The main characteristics of the system are as follows:
· A single designated person, namely the project manager, is responsible for managing the project organization.
· The project manager acts (to some extent) independently and outside the normal functional authority structure.
· The project manager has equal authority to the functional managers over shared (project and functional) resources.
· The project manager acts as a single leader and brings together the efforts of the various functional and project resources in order to achieve the project objectives.
· Projects generally require a number of different functional specialists to work together. The work is therefore often carried out by a range of different functional specialists working as a multidisciplinary group under the leadership of the project manager.
· The project manager is responsible for integrating this multidisciplinary group into a multidisciplinary project team.
· The project manager has to negotiate with individual functional managers for the use of shared project functional resources. Functional resources often remain under the direct control of the functional manager.
· The project focuses on delivering the project objectives in relation to time, cost and quality. The functional managers have to concentrate on maintaining an ongoing pool of functional resources to support the primary goals of the organization. As a result there is the potential for conflict between functional and project managers over shared resources. This arises particularly in terms of the quality of people that functional managers will release onto projects and the time for which they are required by the project.
In project organizations, the virtue of these informal lines is recognized and formalized through the creation of a horizontal hierarchy to augment the vertical hierarchy. This hybrid organization enables people in different functional areas to be formed into highly integrated project teams.
Given their temporary nature, an organization working on projects must be flexible, so that it can alter structure and resources to meet the shifting requirements of different projects.

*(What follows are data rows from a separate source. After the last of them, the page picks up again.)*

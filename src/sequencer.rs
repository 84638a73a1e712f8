use std::collections::BTreeMap;

use crate::frame::{DataFrame, DataKind};
use crate::sequence::SeqNo;

/// Everything that travels on the sequenced channels: application data and
///  ClientInfo announcements (which ride the reliable ordered channel).
#[derive(Debug, Clone, PartialEq, Eq)]
pub enum SequencedInbound {
    Data(DataFrame),
    ClientInfo { peer_id: u8, color: u32, username: String },
}

/// Per-peer receive pipeline implementing the four delivery disciplines:
///
/// | kind                | dedupe old | buffer out-of-order | ACK |
/// |---------------------|------------|---------------------|-----|
/// | reliable ordered    | yes        | yes                 | yes |
/// | reliable unordered  | no         | no                  | yes |
/// | unreliable ordered  | yes        | no                  | no  |
/// | unreliable unordered| no         | no                  | no  |
///
/// ACK emission is the caller's job (an ACK goes out for every arriving
///  reliable frame, duplicates included, so the sender stops re-sending);
///  this type decides what is delivered, and in which order.
pub struct ReceiveSequencer {
    /// highest reliable sequence delivered so far; advances without gaps
    reliable_remote_in: SeqNo,
    /// most recent unreliable sequence observed
    unreliable_remote_in: SeqNo,
    /// reliable ordered frames that arrived ahead of a gap
    pending: BTreeMap<SeqNo, SequencedInbound>,
}

impl Default for ReceiveSequencer {
    fn default() -> Self {
        Self::new()
    }
}

impl ReceiveSequencer {
    pub fn new() -> ReceiveSequencer {
        ReceiveSequencer {
            reliable_remote_in: SeqNo::ZERO,
            unreliable_remote_in: SeqNo::ZERO,
            pending: BTreeMap::default(),
        }
    }

    pub fn reliable_remote_in(&self) -> SeqNo {
        self.reliable_remote_in
    }

    pub fn unreliable_remote_in(&self) -> SeqNo {
        self.unreliable_remote_in
    }

    pub fn pending_len(&self) -> usize {
        self.pending.len()
    }

    /// Feed one sequenced item through its discipline. Returns the items to
    ///  deliver to the application, in delivery order - empty for duplicates
    ///  and for frames buffered against a gap.
    pub fn on_item(&mut self, kind: DataKind, seq: SeqNo, item: SequencedInbound) -> Vec<SequencedInbound> {
        match kind {
            DataKind::ReliableOrdered => self.on_reliable_ordered(seq, item),
            DataKind::ReliableUnordered => vec![item],
            DataKind::UnreliableOrdered => {
                if seq.is_newer_than(self.unreliable_remote_in) {
                    self.unreliable_remote_in = seq;
                    vec![item]
                }
                else {
                    vec![]
                }
            }
            DataKind::UnreliableUnordered => vec![item],
        }
    }

    fn on_reliable_ordered(&mut self, seq: SeqNo, item: SequencedInbound) -> Vec<SequencedInbound> {
        if !seq.is_newer_than(self.reliable_remote_in) {
            // duplicate of something already delivered - the caller has
            //  ACKed it again, nothing to deliver
            return vec![];
        }

        if !seq.is_next_after(self.reliable_remote_in) {
            // ahead of a gap: hold it back until the gap closes
            self.pending.insert(seq, item);
            return vec![];
        }

        let mut delivered = vec![item];
        self.reliable_remote_in = seq;

        // the new frame may have closed the gap in front of buffered ones
        loop {
            let next = self.reliable_remote_in.next();
            match self.pending.remove(&next) {
                Some(buffered) => {
                    delivered.push(buffered);
                    self.reliable_remote_in = next;
                }
                None => break,
            }
        }
        delivered
    }
}

#[cfg(test)]
mod tests {
    use super::*;
    use bytes::Bytes;
    use rstest::rstest;

    fn data_item(seq: u16) -> SequencedInbound {
        SequencedInbound::Data(DataFrame {
            kind: DataKind::ReliableOrdered,
            seq: SeqNo::from_raw(seq),
            chunk: None,
            sender_id: 2,
            dest_id: 1,
            module_id: Bytes::from_static(&[1]),
            payload: Bytes::copy_from_slice(&seq.to_be_bytes()),
        })
    }

    fn seq_of(item: &SequencedInbound) -> u16 {
        match item {
            SequencedInbound::Data(data) => data.seq.to_raw(),
            SequencedInbound::ClientInfo { .. } => panic!("not a data item"),
        }
    }

    fn run(kind: DataKind, arrivals: &[u16]) -> (ReceiveSequencer, Vec<u16>) {
        let mut sequencer = ReceiveSequencer::new();
        let mut delivered = Vec::new();
        for &seq in arrivals {
            for item in sequencer.on_item(kind, SeqNo::from_raw(seq), data_item(seq)) {
                delivered.push(seq_of(&item));
            }
        }
        (sequencer, delivered)
    }

    #[rstest]
    #[case::in_order(vec![1, 2, 3], vec![1, 2, 3], 3, 0)]
    #[case::reordered(vec![3, 1, 4, 2, 5], vec![1, 2, 3, 4, 5], 5, 0)]
    #[case::gap_stays_open(vec![2, 3, 5], vec![], 0, 3)]
    #[case::gap_closes_late(vec![2, 3, 1], vec![1, 2, 3], 3, 0)]
    #[case::duplicate_suppressed(vec![1, 2, 1, 2, 3], vec![1, 2, 3], 3, 0)]
    #[case::duplicate_of_buffered(vec![3, 3, 1, 2], vec![1, 2, 3], 3, 0)]
    #[case::old_after_delivery(vec![1, 2, 3, 2], vec![1, 2, 3], 3, 0)]
    fn test_reliable_ordered(
        #[case] arrivals: Vec<u16>,
        #[case] expected_delivered: Vec<u16>,
        #[case] expected_remote_in: u16,
        #[case] expected_pending: usize,
    ) {
        let (sequencer, delivered) = run(DataKind::ReliableOrdered, &arrivals);
        assert_eq!(delivered, expected_delivered);
        assert_eq!(sequencer.reliable_remote_in(), SeqNo::from_raw(expected_remote_in));
        assert_eq!(sequencer.pending_len(), expected_pending);
    }

    #[test]
    fn test_reliable_ordered_across_wrap() {
        let mut sequencer = ReceiveSequencer {
            reliable_remote_in: SeqNo::from_raw(0xfffe),
            unreliable_remote_in: SeqNo::ZERO,
            pending: BTreeMap::default(),
        };

        let mut delivered = Vec::new();
        for raw in [1u16, 0xffff, 0] {
            for item in sequencer.on_item(DataKind::ReliableOrdered, SeqNo::from_raw(raw), data_item(raw)) {
                delivered.push(seq_of(&item));
            }
        }

        assert_eq!(delivered, vec![0xffff, 0, 1]);
        assert_eq!(sequencer.reliable_remote_in(), SeqNo::from_raw(1));
        assert_eq!(sequencer.pending_len(), 0);
    }

    #[rstest]
    #[case::arrival_order(vec![5, 2, 9, 2], vec![5, 2, 9, 2])]
    #[case::duplicates_pass(vec![7, 7, 7], vec![7, 7, 7])]
    fn test_reliable_unordered(#[case] arrivals: Vec<u16>, #[case] expected: Vec<u16>) {
        let (sequencer, delivered) = run(DataKind::ReliableUnordered, &arrivals);
        assert_eq!(delivered, expected);
        // the unordered channel does not move the ordered counter
        assert_eq!(sequencer.reliable_remote_in(), SeqNo::ZERO);
    }

    #[rstest]
    #[case::newest_wins(vec![1, 2, 3], vec![1, 2, 3], 3)]
    #[case::old_dropped(vec![3, 1, 2], vec![3], 3)]
    #[case::duplicate_dropped(vec![4, 4], vec![4], 4)]
    #[case::jump_then_old(vec![10, 5, 11], vec![10, 11], 11)]
    fn test_unreliable_ordered(
        #[case] arrivals: Vec<u16>,
        #[case] expected: Vec<u16>,
        #[case] expected_remote_in: u16,
    ) {
        let (sequencer, delivered) = run(DataKind::UnreliableOrdered, &arrivals);
        assert_eq!(delivered, expected);
        assert_eq!(sequencer.unreliable_remote_in(), SeqNo::from_raw(expected_remote_in));
    }

    #[test]
    fn test_unreliable_unordered_delivers_everything() {
        let (_, delivered) = run(DataKind::UnreliableUnordered, &[9, 1, 9, 4]);
        assert_eq!(delivered, vec![9, 1, 9, 4]);
    }

    #[test]
    fn test_client_info_rides_reliable_ordered() {
        let mut sequencer = ReceiveSequencer::new();
        let info = SequencedInbound::ClientInfo {
            peer_id: 3,
            color: 0xff00ff00,
            username: "b".to_string(),
        };

        // out of order: held back behind the missing data frame 1
        let delivered = sequencer.on_item(DataKind::ReliableOrdered, SeqNo::from_raw(2), info.clone());
        assert!(delivered.is_empty());

        let delivered = sequencer.on_item(DataKind::ReliableOrdered, SeqNo::from_raw(1), data_item(1));
        assert_eq!(delivered.len(), 2);
        assert_eq!(delivered[1], info);
        assert_eq!(sequencer.reliable_remote_in(), SeqNo::from_raw(2));
    }
}
impl Frame {
    /// Serialize into `buf`, starting with a zeroed checksum field. The
    ///  checksum is patched in by [Frame::finalize_checksum] just before the
    ///  buffer goes out on a socket.
    pub fn ser(&self, buf: &mut BytesMut) {
        buf.put_u32(0);
        match self {
            Frame::ConnectionRequest => {
                buf.put_u8(TYPE_CONNECTION_REQUEST);
            }
            Frame::ConnectionChallenge { nonce } => {
                buf.put_u8(TYPE_CONNECTION_CHALLENGE);
                buf.put_u64(*nonce);
            }
            Frame::ChallengeAnswer { proof, color, username } => {
                buf.put_u8(TYPE_CHALLENGE_ANSWER);
                buf.put_slice(proof);
                buf.put_u32(*color);
                Self::ser_name(username, buf);
            }
            Frame::ConnectionAccepted { peer_id } => {
                buf.put_u8(TYPE_CONNECTION_ACCEPTED);
                buf.put_u8(*peer_id);
            }
            Frame::ConnectionDenied => {
                buf.put_u8(TYPE_CONNECTION_DENIED);
            }
            Frame::ConnectionClosed { peer_id } => {
                buf.put_u8(TYPE_CONNECTION_CLOSED);
                buf.put_u8(*peer_id);
            }
            Frame::ClientDisconnected { peer_id } => {
                buf.put_u8(TYPE_CLIENT_DISCONNECTED);
                buf.put_u8(*peer_id);
            }
            Frame::ServerInformation { max_clients, client_count, servername } => {
                buf.put_u8(TYPE_SERVER_INFORMATION);
                buf.put_u8(*max_clients);
                buf.put_u8(*client_count);
                Self::ser_name(servername, buf);
            }
            Frame::Ack { seq, slice_index } => {
                match slice_index {
                    None => {
                        buf.put_u8(TYPE_ACK);
                        buf.put_u16(seq.to_raw());
                    }
                    Some(slice_index) => {
                        buf.put_u8(TYPE_ACK | CHUNKED_FLAG);
                        buf.put_u16(seq.to_raw());
                        buf.put_u16(*slice_index);
                    }
                }
            }
            Frame::Data(data) => {
                let mut type_byte = data.kind.type_byte();
                if data.chunk.is_some() {
                    type_byte |= CHUNKED_FLAG;
                }
                buf.put_u8(type_byte);
                buf.put_u16(data.seq.to_raw());
                if let Some(chunk) = &data.chunk {
                    buf.put_u16(chunk.slice_index);
                    buf.put_u16(chunk.slice_count);
                }
                buf.put_u8(data.sender_id);
                buf.put_u8(data.dest_id);
                buf.put_u8(data.module_id.len() as u8);
                buf.put_slice(&data.module_id);
                buf.put_u16(data.payload.len() as u16);
                buf.put_slice(&data.payload);
            }
            Frame::ClientInfo { seq, peer_id, color, username } => {
                buf.put_u8(TYPE_CLIENT_INFO);
                buf.put_u16(seq.to_raw());
                buf.put_u8(*peer_id);
                buf.put_u32(*color);
                Self::ser_name(username, buf);
            }
        }
    }

    fn ser_name(name: &str, buf: &mut BytesMut) {
        debug_assert!(name.len() <= MAX_NAME_LEN && name.is_ascii());
        buf.put_u8(name.len() as u8);
        buf.put_slice(name.as_bytes());
    }

    /// Compute the checksum over everything after the checksum field and
    ///  patch it into the first four bytes.
    pub fn finalize_checksum(buf: &mut [u8]) {
        debug_assert!(buf.len() > CRC_LEN);
        let checksum = crc32(&buf[CRC_LEN..]);
        buf[..CRC_LEN].copy_from_slice(&checksum.to_be_bytes());
    }

    /// Parse a raw datagram. Checksum mismatches, unknown kinds, truncated
    ///  bodies and trailing garbage are all rejected - callers drop such
    ///  frames silently, counting them in [FrameStats].
    pub fn parse(raw: &[u8]) -> anyhow::Result<Frame> {
        if raw.len() <= CRC_LEN {
            bail!("frame of {} bytes is too short", raw.len());
        }
        let declared = u32::from_be_bytes([raw[0], raw[1], raw[2], raw[3]]);
        let actual = crc32(&raw[CRC_LEN..]);
        if declared != actual {
            bail!("checksum mismatch: declared {:08x}, actual {:08x}", declared, actual);
        }

        let buf = &mut &raw[CRC_LEN..];
        let type_byte = buf.try_get_u8()?;
        let chunked = type_byte & CHUNKED_FLAG != 0;
        let kind = type_byte & !CHUNKED_FLAG;

        if chunked && !matches!(kind, TYPE_ACK | TYPE_RELIABLE_DATA | TYPE_RELIABLE_UNORDERED_DATA) {
            bail!("chunked flag on frame kind {} which cannot be chunked", kind);
        }

        let frame = match kind {
            TYPE_CONNECTION_REQUEST => Frame::ConnectionRequest,
            TYPE_CONNECTION_CHALLENGE => Frame::ConnectionChallenge {
                nonce: buf.try_get_u64()?,
            },
            TYPE_CHALLENGE_ANSWER => {
                if buf.remaining() < 32 {
                    bail!("challenge answer truncated");
                }
                let mut proof = [0u8; 32];
                buf.copy_to_slice(&mut proof);
                let color = buf.try_get_u32()?;
                let username = Self::deser_name(buf)?;
                Frame::ChallengeAnswer { proof, color, username }
            }
            TYPE_CONNECTION_ACCEPTED => Frame::ConnectionAccepted {
                peer_id: buf.try_get_u8()?,
            },
            TYPE_CONNECTION_DENIED => Frame::ConnectionDenied,
            TYPE_CONNECTION_CLOSED => Frame::ConnectionClosed {
                peer_id: buf.try_get_u8()?,
            },
            TYPE_CLIENT_DISCONNECTED => Frame::ClientDisconnected {
                peer_id: buf.try_get_u8()?,
            },
            TYPE_SERVER_INFORMATION => {
                let max_clients = buf.try_get_u8()?;
                let client_count = buf.try_get_u8()?;
                let servername = Self::deser_name(buf)?;
                Frame::ServerInformation { max_clients, client_count, servername }
            }
            TYPE_ACK => {
                let seq = SeqNo::from_raw(buf.try_get_u16()?);
                let slice_index = if chunked { Some(buf.try_get_u16()?) } else { None };
                Frame::Ack { seq, slice_index }
            }
            TYPE_RELIABLE_DATA | TYPE_RELIABLE_UNORDERED_DATA
            | TYPE_UNRELIABLE_DATA | TYPE_UNRELIABLE_UNORDERED_DATA => {
                let data_kind = match kind {
                    TYPE_RELIABLE_DATA => DataKind::ReliableOrdered,
                    TYPE_RELIABLE_UNORDERED_DATA => DataKind::ReliableUnordered,
                    TYPE_UNRELIABLE_DATA => DataKind::UnreliableOrdered,
                    _ => DataKind::UnreliableUnordered,
                };
                let seq = SeqNo::from_raw(buf.try_get_u16()?);
                let chunk = if chunked {
                    let slice_index = buf.try_get_u16()?;
                    let slice_count = buf.try_get_u16()?;
                    if slice_count == 0 || slice_index >= slice_count {
                        bail!("slice index {} out of range for {} slices", slice_index, slice_count);
                    }
                    Some(ChunkInfo { slice_index, slice_count })
                } else {
                    None
                };
                let sender_id = buf.try_get_u8()?;
                let dest_id = buf.try_get_u8()?;
                let module_id_len = buf.try_get_u8()? as usize;
                if buf.remaining() < module_id_len {
                    bail!("module id truncated");
                }
                let module_id = buf.copy_to_bytes(module_id_len);
                let payload_len = buf.try_get_u16()? as usize;
                if buf.remaining() < payload_len {
                    bail!("payload truncated: declared {}, remaining {}", payload_len, buf.remaining());
                }
                let payload = buf.copy_to_bytes(payload_len);
                Frame::Data(DataFrame {
                    kind: data_kind,
                    seq,
                    chunk,
                    sender_id,
                    dest_id,
                    module_id,
                    payload,
                })
            }
            TYPE_CLIENT_INFO => {
                let seq = SeqNo::from_raw(buf.try_get_u16()?);
                let peer_id = buf.try_get_u8()?;
                let color = buf.try_get_u32()?;
                let username = Self::deser_name(buf)?;
                Frame::ClientInfo { seq, peer_id, color, username }
            }
            _ => bail!("unknown frame kind {}", kind),
        };

        if buf.has_remaining() {
            bail!("{} trailing bytes after frame body", buf.remaining());
        }
        Ok(frame)
    }

    fn deser_name(buf: &mut impl Buf) -> anyhow::Result<String> {
        let len = buf.try_get_u8()? as usize;
        if len > MAX_NAME_LEN {
            bail!("name of {} bytes exceeds the limit of {}", len, MAX_NAME_LEN);
        }
        if buf.remaining() < len {
            bail!("name truncated");
        }
        let mut raw = vec![0u8; len];
        buf.copy_to_slice(&mut raw);
        if !raw.is_ascii() {
            bail!("name is not pure ASCII");
        }
        // checked: pure ASCII is valid UTF-8
        Ok(String::from_utf8(raw)?)
    }
}

/// per-frame overhead of a data frame, checksum and type byte included
pub fn data_frame_overhead(chunked: bool, module_id_len: usize) -> usize {
    CRC_LEN + 1 + 2 + if chunked { 4 } else { 0 } + 1 + 1 + 1 + module_id_len + 2
}

/// Malformed frames are dropped without any visible reaction, but they are
///  counted so operators can notice noise on the port.
#[derive(Default)]
pub struct FrameStats {
    malformed: AtomicU64,
}

impl FrameStats {
    pub fn record_malformed(&self) {
        self.malformed.fetch_add(1, Ordering::Relaxed);
    }

    pub fn malformed(&self) -> u64 {
        self.malformed.load(Ordering::Relaxed)
    }
}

In the role of project manager, a single person is given project responsibility and is held accountable for project success. This emphasis on project goals versus functional goals is a major feature distinguishing project and functional management roles. Project managers often depend on people who report directly to other managers on an ongoing basis but are assigned to them as required.
Thus the task of project management is more complicated and diverse than in other management areas.
External Project Management
External project management is where an external project manager is appointed on a consultancy basis and acts as an external agent on behalf of the client. The external project manager appoints other external consultants to form an external project team. The team then works under the control of the external project manager to deliver the project within the success criteria as defined by the client.
The main characteristics of an external project management structure are the following:
· The external project manager acts as an agent on behalf of the client. The consultancy contract is a form of agency agreement.
· The external system is more flexible than the internal system. External consultants can be hired as required as a function of workload demand.
· Instructions and communications between the external consultants and the client have to cross the organizational boundary. This boundary acts as an interface and represents a barrier to effective communication.
· Team allegiance tends to be lower in external structures. The objectives of the external consultants do not correspond to the objectives of the client, and the external consultants owe no allegiance to the client organization.
· There is no inbuilt knowledge of the firm. This can sometimes be a disadvantage.